>>>>

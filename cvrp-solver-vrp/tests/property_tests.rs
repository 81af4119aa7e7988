//! Property-based tests for the VRP solver.
//!
//! Small random fleets and target sets are solved with a short budget. Any
//! solution the solver returns must be feasible and must report cleanly,
//! including fleets whose vehicles are parked on targets.

use std::time::Duration;

use cvrp_core::{SolveOutcome, SolveParameters, Solver, report};
use cvrp_solver_vrp::test_support::{check_feasible, fleet_instance};
use cvrp_solver_vrp::{VrpSolver, VrpSolverConfig};
use proptest::prelude::*;

fn point() -> impl Strategy<Value = (i32, i32)> {
    (-50_i32..=50, -50_i32..=50)
}

fn target() -> impl Strategy<Value = (i32, i32, u64)> {
    (-50_i32..=50, -50_i32..=50, 1_u64..=20)
}

fn solver() -> VrpSolver {
    VrpSolver::with_config(VrpSolverConfig {
        max_generations: 20,
    })
}

fn parameters(capacity_slack: u64) -> SolveParameters {
    SolveParameters {
        time_limit: Duration::from_secs(2),
        capacity_slack,
        ..SolveParameters::default()
    }
}

proptest! {
    #![proptest_config(ProptestConfig::with_cases(16))]

    /// Any returned assignment serves every target once within capacity.
    #[test]
    fn solutions_are_feasible(
        vehicles in proptest::collection::vec(point(), 1..=3),
        targets in proptest::collection::vec(target(), 0..=6),
        slack in 0_u64..=10,
    ) {
        let instance = fleet_instance(&vehicles, &targets);
        let parameters = parameters(slack);
        let outcome = solver().solve(&instance, &parameters).expect("solve should succeed");
        if let SolveOutcome::Solved(assignment) = outcome {
            prop_assert_eq!(check_feasible(&instance, &assignment, &parameters), Ok(()));
        }
    }

    /// Reported totals agree with the per-route figures.
    #[test]
    fn reported_totals_sum_routes(
        vehicles in proptest::collection::vec(point(), 1..=2),
        targets in proptest::collection::vec(target(), 1..=5),
    ) {
        let instance = fleet_instance(&vehicles, &targets);
        let outcome = solver().solve(&instance, &parameters(0)).expect("solve should succeed");
        if let SolveOutcome::Solved(assignment) = outcome {
            let solution = report(&instance, &assignment).expect("assignment should be reportable");
            let distance: u64 = solution.routes.iter().map(|route| route.distance).sum();
            let load: u64 = solution.routes.iter().map(|route| route.load).sum();
            prop_assert_eq!(solution.total_distance, distance);
            prop_assert_eq!(solution.total_load, load);
        }
    }

    /// Vehicles parked on targets serve their depot demand exactly once, so
    /// the reported load never exceeds what the targets weigh.
    #[test]
    fn parked_fleets_report_every_unit_once(
        parked in proptest::collection::vec((point(), 0_u64..=10), 1..=3),
        targets in proptest::collection::vec(target(), 0..=4),
        slack in 0_u64..=10,
    ) {
        let vehicles: Vec<(i32, i32)> = parked.iter().map(|(at, _)| *at).collect();
        let all_targets: Vec<(i32, i32, u64)> = parked
            .iter()
            .map(|((x, y), weight)| (*x, *y, *weight))
            .chain(targets)
            .collect();
        let instance = fleet_instance(&vehicles, &all_targets);
        let parameters = parameters(slack);
        let outcome = solver().solve(&instance, &parameters).expect("solve should succeed");
        if let SolveOutcome::Solved(assignment) = outcome {
            prop_assert_eq!(check_feasible(&instance, &assignment, &parameters), Ok(()));
            let solution = report(&instance, &assignment).expect("assignment should be reportable");
            prop_assert_eq!(solution.total_load, instance.total_demand());
        }
    }

    /// A generous capacity slack always leaves room for a solution.
    #[test]
    fn ample_slack_is_always_solvable(
        vehicles in proptest::collection::vec(point(), 1..=2),
        targets in proptest::collection::vec(target(), 1..=5),
    ) {
        let instance = fleet_instance(&vehicles, &targets);
        let outcome = solver().solve(&instance, &parameters(200)).expect("solve should succeed");
        prop_assert!(matches!(outcome, SolveOutcome::Solved(_)));
    }
}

<<<<

_Task directions_
Take the lines above from the first through the one containing "fn target() ->" and reproduce them exactly; include nothing else.

_Solution for this exercise_
filename cvrp-solver-vrp/tests/property_tests.rs
repository 81af4119aa7e7988
//! Property-based tests for the VRP solver.
//!
//! Small random fleets and target sets are solved with a short budget. Any
//! solution the solver returns must be feasible and must report cleanly,
//! including fleets whose vehicles are parked on targets.

use std::time::Duration;

use cvrp_core::{SolveOutcome, SolveParameters, Solver, report};
use cvrp_solver_vrp::test_support::{check_feasible, fleet_instance};
use cvrp_solver_vrp::{VrpSolver, VrpSolverConfig};
use proptest::prelude::*;

fn point() -> impl Strategy<Value = (i32, i32)> {
    (-50_i32..=50, -50_i32..=50)
}

fn target() -> impl Strategy<Value = (i32, i32, u64)> {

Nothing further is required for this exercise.